We tagged along with our friend, who has been living in Mexico at least part time for over 14 years, and a friend of hers who has been living in Patzcuaro for 10 years. Funny thing is that both of them, like us, came here from Oregon.
We hopped on a collectivo/combi for the ride and then hopped off to walk the remaining 1/4 mile to the fair. About halfway there, a friendly guy in a little pickup truck stopped to ask the 4 of us if we wanted a ride. He was a familiar person (originally from Israel) to our expat friend and we accepted and all (rather non-gracefully) hopped up over the tailgate and settled in on the wheel hubs for the bumpy ride over lots of topes.
The fair, itself, was perhaps the most strange and interesting event we’ve been to since entering Mexico. It reminded us a lot of the Saturday Market in Portland, but Mexican-style. There was world music, singing and dancing and also the familiar Mexican versions of the same. There was storytelling and lots of vendors selling everything from food cooked to order, elotes, gorditas, tamales, tostadas and tacos to alcoholic and non-alcoholic beverages, fresh produce, organic meat, artisanal cheeses, spices, clothing, jewelry and other handmade, handcrafted goods.
It was a peppered with a lot of new-age sorts of items, crystals and stones, smudge, incenses, amulets, and tarot readings. And we were told that along with the vegan (and non-vegan) baked goods and chocolates there were cannabis-infused goods available too. We’ve noticed that it seems that such products are rather openly sold and advertised on the local Facebook groups, too. It’s not quite legal but possession is not prosecuted so enterprising Mexicans are always eager to fill a void for any need…cannabis edibles, in this case. We were told there is even a brand of cannabis-infused mescal that is commonly sold at grocery stores in town, too.
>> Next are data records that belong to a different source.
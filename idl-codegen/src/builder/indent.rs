//! Indentation configuration for code generation.

/// Indentation style for generated code.
#[derive(Debug, Clone, Copy, PartialEq, Eq)]
pub enum Indent {
    /// Spaces with the specified width, from 1 to 8.
    Spaces(u8),
}

const SPACES: &str = "        ";

impl Indent {
    /// 4-space indentation, the style of generated declaration files.
    pub const DECLARATIONS: Self = Self::Spaces(4);

    /// Convert to the string representation for one indent level.
    pub fn as_str(&self) -> &'static str {
        match self {
            Self::Spaces(n @ 1..=8) => &SPACES[..*n as usize],
            // Fallback to 4 whitespaces
            Self::Spaces(_) => &SPACES[..4],
        }
    }
}

impl Default for Indent {
    fn default() -> Self {
        Self::DECLARATIONS
    }
}

#[cfg(test)]
mod tests {
    use super::*;

    #[test]
    fn test_indent_as_str() {
        assert_eq!(Indent::Spaces(2).as_str(), "  ");
        assert_eq!(Indent::Spaces(4).as_str(), "    ");
        assert_eq!(Indent::Spaces(3).as_str(), "   ");
        assert_eq!(Indent::Spaces(0).as_str(), "    ");
        assert_eq!(Indent::Spaces(12).as_str(), "    ");
    }

    #[test]
    fn test_default() {
        assert_eq!(Indent::default(), Indent::Spaces(4));
    }
}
We passed on any cannabis products but were happy to purchase some items that we had not had for a while and had not been able to easily find in Mexico. There were LOTS of big, fat, luscious, local macadamia nuts! I had to scoop up a few packages of those, salted, sugared and also with lime/chili flavor. Same for some fresh Japanese-style Gamasio seasoning, artisanal parmigiana cheese and several packages of local, organic, grassfed ground beef (most of the ground beef in stores has soy and pork in it…so we’d been on the lookout).
We settled in with some lunch and drinks (organic ginger ale, Oaxacan style tamales with chicken & mole sauce, blue corn gorditas also with chicken and mole, tostadas with nopalitos), found seats in the shade at long tables filled with people speaking Spanish and English, and ate, listened to music and chatted. It was a bit surreal for us to see such an interesting mix of expats since Patzcuaro has very few expats compared to known enclaves like Lake Chapala, San Miguel de Allende & Puerto Vallarta. But they were all here! Seems THESE folks settled here for the same reason we are here, to be in a place not yet gentrified. And they seem not to want to change it, make it “more gringo” or keep to themselves in their gated enclaves, but rather to be a part of the whole community. We found it to be quite an unique vibe and even a bit surreal at times.
And these folks, Mexican and gringo, seemed to all know each other and were here to socialize just as much as for the fair. We felt a little bit like outsiders but everyone was certainly friendly and welcoming and it made us look forward to settling, at least for part of the year, in some chosen town where in the future we will also grow to feel at home.
The actual mulle (a small dock, really) was in a rural yet lovely setting. There were views of the hill on the island of Urandén, with homes scattered around it (I don’t think any bridge goes there…the locals use mostly small canoes to get back and forth) visible in the near distance. The grounds were well-shaded by trees, a big palapa and canopies pitched for the fair. Around the other side of the fair grounds were large, emerald green cornfields and distant volcanic hills. There were a lot of darting dragonflies, groups of young children, laughing and playing, and a small pack of about 4 or 5 dogs roaming freely and rolling in the grass.
After 3 or 4 hours clouds started forming and the distant sound of rolling thunder announced the coming of the typical summer afternoon showers. Once the thunder starts you never know if 1) It’s really going to bring rain 2) If it rains, when it will start, so we packed up and headed back, our backpacks and canvas bags, laden with special treats for future meals. When we reached the main road it was only about 5 minutes before the first collectivo showed up; alas, it was completely full, and so was the second one. We waited a few more minutes and were picked up by a mostly empty combi for the 10 minute ride back into town. (Cost each way for the ride was 14 pesos per person…perhaps 75 cents U.S. )
Once back at the park, we hosted our friends for drinks and a chat for perhaps an hour before the rains DID come in earnest. It’s dry underneath our RV awning but they both needed to make their way back home so said “adios” and rushed off to try to beat the heaviest part of the downpour. We retreated inside to dodge peak hour for mosquitos, heat up some dinner, check email and chill out after what turned out to be a pretty fun day!